Blood Flow at the Muscles
The crux of the question remains what are the limits of the cardiovascular (heart + blood vessels) system, how does it cause fatigue, and can we train it better? With this in mind, the primary site of improvement comes about at the level of the tissues, with more blood being able to be pumped through the active muscles during exercise. Less is diverted to non-active muscles (e.g., upper body or even non-essential cycling muscles at the leg) and also to non-critical systems like the digestive tract.
I’ve written previously on the use of high intensity off-season efforts by elite athletes previously, and you’ll know that I’m not sure a slavish devotion to a “ceiling” on intensity is appropriate during the off-season.
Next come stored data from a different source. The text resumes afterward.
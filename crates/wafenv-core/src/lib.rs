//! Platform and feature identifiers, rule matching, and compiler resolution
//! for configuring waf build environments.
//!
//! A build configuration is identified by two values:
//! - **uplid** ([`PlatformId`]): OS family, OS name, CPU, OS version,
//!   compiler type and compiler version, e.g. `unix-linux-x86_64-2.6.18-gcc-4.7.2`
//! - **ufid** ([`FeatureSet`]): build feature flags, e.g. `dbg_mt_exc`
//!
//! Configuration rules attach values to uplid patterns. This crate matches
//! those patterns, derives the host's default and available compilers from
//! them, recovers a previously used install root, and assembles the exported
//! environment.

pub mod compiler;
pub mod environment;
pub mod error;
pub mod host;
pub mod install;
pub mod matcher;
pub mod rule;
pub mod ufid;
pub mod uplid;

pub use compiler::{CompilerCatalog, CompilerChoice, CompilerResolver};
pub use environment::{compiler_executable, unset_statements, BuildId, WafEnvironment};
pub use error::{Result, WafEnvError};
pub use host::HostInfo;
pub use install::recover_install_root;
pub use matcher::{AxisDefaults, RuleMatcher};
pub use rule::{Rule, RuleOp, RuleSet};
pub use ufid::{FeatureSet, Flag, DEFAULT_UFID};
pub use uplid::{Field, PlatformId};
From a physiological perspective, the actual muscle tissues are already saturated with far more capillaries than the body’s capacity to pump blood through them without losing sufficient pressure in the system. So while some capillary building likely takes place, it’s probably not the main training adaptation in the cardiovascular system.
Rather, the main adaptation is likely improving the ability of your body to alter its blood distribution to the active muscles during exercise. So in my earlier example, rather than a red blood cell just coursing randomly through your body 7-10 times throughout your body, you’re training the system’s efficiency such that that red blood cell goes 10-15 times per minute to the important muscles, all without necessarily increasing the overall cardiac output throughout your whole body.
Out on the Road
We all know about the importance of building “base” and putting in the consistent endurance miles. There’s also a stream of thought in coaching circles that you should spend the off-season devoted to keeping a very strict ceiling on your heart rate. The warning typically goes along the lines of higher efforts damaging the process of building the capillaries (the tiny blood vessels actually transferring oxygen to the tissues and muscles in the body). As above, I’m not sure this is the case, but laying down a “groove” in distributing blood to the muscles as efficiently as possible remains a fundamental aspect of training.
That goes hand-in-hand with your muscles becoming more efficient, such that only the muscles most required for a particular movement are activated and there’s less “wasted” motion. Just like golfers spend endless hours trying to perfect their swing so that there is a perfect synchronization of muscle movement, we are trying to perfect the synchronization of our muscles throughout the pedal stroke at the level of both the muscles and also the blood distribution. So from that perspective, pedaling drills, base training and continued focus on steady, “base” like efforts throughout the season remains critical to continued fitness improvement.